Single-phase inverter circuit is a kind of power electronic equipment that converts DC energy into AC energy, which is widely used in the fields of electric power system, industrial control, communication equipment and so on. In this paper, the control principle of single-phase inverter circuit is introduced in detail, including its basic composition, working principle, control strategy, performance index and application areas.
1.The basic composition of single-phase inverter circuit
Single-phase inverter circuit is mainly composed of the following parts:
1.1 DC power supply: the input power source of the single-phase inverter circuit, which can be a storage battery, a solar panel, a fuel cell and so on.
1.2 Inverter: the key component for converting DC power into AC power, usually adopts full-bridge or half-bridge topology.
1.3 Filter: Used to filter out the high frequency harmonics of the inverter output and improve the quality of the output AC power.

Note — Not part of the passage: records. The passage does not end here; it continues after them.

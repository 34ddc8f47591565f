//! Status checker.
//!
//! Evaluates the configured condition on each delivered object and emits an
//! event for every positive evaluation. There is no memory of previous
//! evaluations: an object that is re-delivered while still satisfying the
//! condition (e.g. on resync) produces another event.

use crate::condition::{ConditionOutcome, ConditionSpec, evaluate};
use crate::watcher::ObjectHandler;
use crds::Cluster;
use event_recorder::{EventSink, NotificationRecord, Severity};
use k8s_openapi::api::core::v1::ObjectReference;
use kube::Resource;
use kube::core::{ApiResource, DynamicObject};
use std::fmt;
use std::sync::Arc;
use tracing::{debug, error, info};

/// Event reason for a positive evaluation
pub const READY_REASON: &str = "ClusterReady";

/// Options for building a `StatusChecker`
pub struct StatusCheckerOpts {
    /// Condition to evaluate
    pub condition: ConditionSpec,
    /// Kind of the watched objects, used for identity-only event targets
    pub resource: ApiResource,
    /// Where events go
    pub sink: Arc<dyn EventSink>,
}

/// Emits an event whenever an object satisfies the condition
pub struct StatusChecker {
    condition: ConditionSpec,
    resource: ApiResource,
    sink: Arc<dyn EventSink>,
}

impl fmt::Debug for StatusChecker {
    fn fmt(&self, f: &mut fmt::Formatter<'_>) -> fmt::Result {
        f.debug_struct("StatusChecker")
            .field("condition", &self.condition)
            .field("kind", &self.resource.kind)
            .finish_non_exhaustive()
    }
}

impl StatusChecker {
    /// Creates a new status checker
    pub fn new(opts: StatusCheckerOpts) -> Self {
        Self {
            condition: opts.condition,
            resource: opts.resource,
            sink: opts.sink,
        }
    }

    /// Event target for `obj`.
    ///
    /// Always the object's own identity under the watched resource. When the
    /// watched resource is the typed `Cluster`, the object is also converted
    /// to log its readiness details; a failed conversion is logged and the
    /// event still goes out.
    fn target_reference(&self, obj: &DynamicObject) -> ObjectReference {
        if self.watches_typed_cluster() {
            match obj.clone().try_parse::<Cluster>() {
                Ok(cluster) => describe(&cluster, self.condition.name()),
                Err(err) => {
                    error!(
                        kind = %self.resource.kind,
                        api_version = %self.resource.api_version,
                        name = obj.metadata.name.as_deref().unwrap_or(""),
                        namespace = obj.metadata.namespace.as_deref().unwrap_or(""),
                        error = %err,
                        "converting from unstructured"
                    );
                }
            }
        }
        obj.object_ref(&self.resource)
    }

    fn watches_typed_cluster(&self) -> bool {
        self.resource.api_version == Cluster::api_version(&()) && self.resource.kind == Cluster::kind(&())
    }
}

fn describe(cluster: &Cluster, condition: &str) {
    let Some(status) = &cluster.status else {
        return;
    };
    debug!(
        name = cluster.metadata.name.as_deref().unwrap_or(""),
        phase = status.phase.as_deref().unwrap_or(""),
        infrastructure = %cluster
            .spec
            .infrastructure_ref
            .as_ref()
            .map_or_else(|| "<unset>".to_string(), |r| r.display_name()),
        ready_since = ?status.condition(condition).and_then(|c| c.last_transition_time),
        "typed cluster"
    );
}

#[async_trait::async_trait]
impl ObjectHandler for StatusChecker {
    async fn handle(&self, obj: DynamicObject) {
        let name = obj.metadata.name.clone().unwrap_or_default();
        let namespace = obj.metadata.namespace.clone().unwrap_or_default();

        let outcome = match evaluate(&obj.data, &self.condition) {
            Ok(outcome) => outcome,
            Err(err) => {
                error!(
                    kind = %self.resource.kind,
                    api_version = %self.resource.api_version,
                    name = %name,
                    namespace = %namespace,
                    error = %err,
                    "checking for status.conditions"
                );
                return;
            }
        };

        if !outcome.is_satisfied() {
            if outcome == ConditionOutcome::NoConditions {
                debug!(name = %name, namespace = %namespace, "object has no status.conditions");
            } else {
                debug!(
                    name = %name,
                    namespace = %namespace,
                    outcome = ?outcome,
                    "{} is not {}",
                    self.condition.name(),
                    self.condition.status()
                );
            }
            return;
        }

        info!(
            kind = %self.resource.kind,
            api_version = %self.resource.api_version,
            name = %name,
            namespace = %namespace,
            "{} is {}",
            self.condition.name(),
            self.condition.status()
        );

        let record = NotificationRecord::new(
            self.target_reference(&obj),
            READY_REASON,
            format!("Cluster {} is Ready", name),
            Severity::Normal,
        );
        if let Err(err) = self.sink.publish(&record).await {
            error!(
                kind = %self.resource.kind,
                name = %name,
                namespace = %namespace,
                reason = READY_REASON,
                error = %err,
                "publishing event"
            );
        }
    }
}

1.4 Controller: real-time control of the inverter, realizing the adjustment of frequency, amplitude and phase of the output AC power.
1.5 Protection circuit: used to protect the safe operation of the inverter circuit under abnormal conditions, such as overload, short circuit, overheating, etc.
2. Working principle of single-phase inverter circuit
The working principle of single-phase inverter circuit is to convert DC energy into AC energy through inverter. The inverter usually adopts full-bridge or half-bridge topology, and its working principle is as follows:
2.1 Full-bridge inverter: It consists of four switching devices, which are S1, S2, S3 and S4. when S1 and S3 are on, and S2 and S4 are off, the upper half cycle of the alternating current (AC) is output; when S2 and S4 are on, and S1 and S3 are off, the lower half cycle of the AC is output. By controlling the on and off of the four switching devices, the frequency and amplitude of the output alternating current can be adjusted.
2.2 Half-bridge inverter: It consists of two switching devices, S1 and S2, which output the upper half-cycle of alternating current (AC) when S1 is on and S2 is off, and the lower half-cycle of AC when S2 is on and S1 is off. Half-bridge inverters have low output capability and are usually used for low power applications.
3. Control strategies for single-phase inverter circuits
The control strategies for single-phase inverter circuits include the following:
3.1 Pulse Width Modulation (PWM) control: the regulation of the amplitude and frequency of the output alternating current is realized by adjusting the on and off times of the switching devices. the PWM control has the advantages of fast response speed, high control accuracy, and good quality of the output waveform.
3.2 Sine wave modulation (SPWM) control: generate PWM control signals by generating sine wave reference signals and comparing them with the actual output signals.SPWM control can realize sinusoidal waveforms of the output alternating current and improve the quality of electric power.
3.3 Space vector modulation (SVPWM) control: by applying the control method of three-phase inverter to single-phase inverter, it realizes the precise control of the amplitude and phase of the output alternating current. the SVPWM control has the advantages of high control accuracy and good quality of the output waveform.
3.4 Predictive control: real-time control of the inverter is realized by predicting the future state of the system. Predictive control has the advantages of strong robustness and good adaptability.
4. Performance indexes of single-phase inverter circuits
The performance indexes of single-phase inverter circuit mainly include the following:
4.1 Output frequency: the frequency of the AC output from the inverter, which is usually the same as the frequency of the input DC power supply.
4.2 Output amplitude: the amplitude of the inverter's output AC, which can be adjusted by the control strategy.
4.3 Output waveform quality: the waveform quality of the AC output from the inverter, including harmonic content, waveform distortion and other indicators.
4.4 Efficiency: the efficiency of the inverter in converting DC power into AC power, usually between 85%~95%.
4.5 Reliability: the reliability of the inverter during long-term operation, including failure rate, life expectancy and other indicators.
5.Application areas of single-phase inverter circuits
Single-phase inverter circuits are widely used in the following fields:
5.1 Power system: used for frequency regulation, phase regulation, reactive power compensation and other applications of the power system.
5.2 Industrial control: used for industrial automation equipment, motor drive, power management and other applications.
5.3 Communication equipment: used for power supply of communication base station, data center, satellite communication and other equipment.
5.4 Household appliances: used for power conversion of air conditioners, refrigerators, washing machines and other household appliances.
5.5 New energy systems: used for power conversion and management of new energy systems such as solar energy and wind energy.
Single-phase inverter circuit is an important power electronic device with a wide range of applications.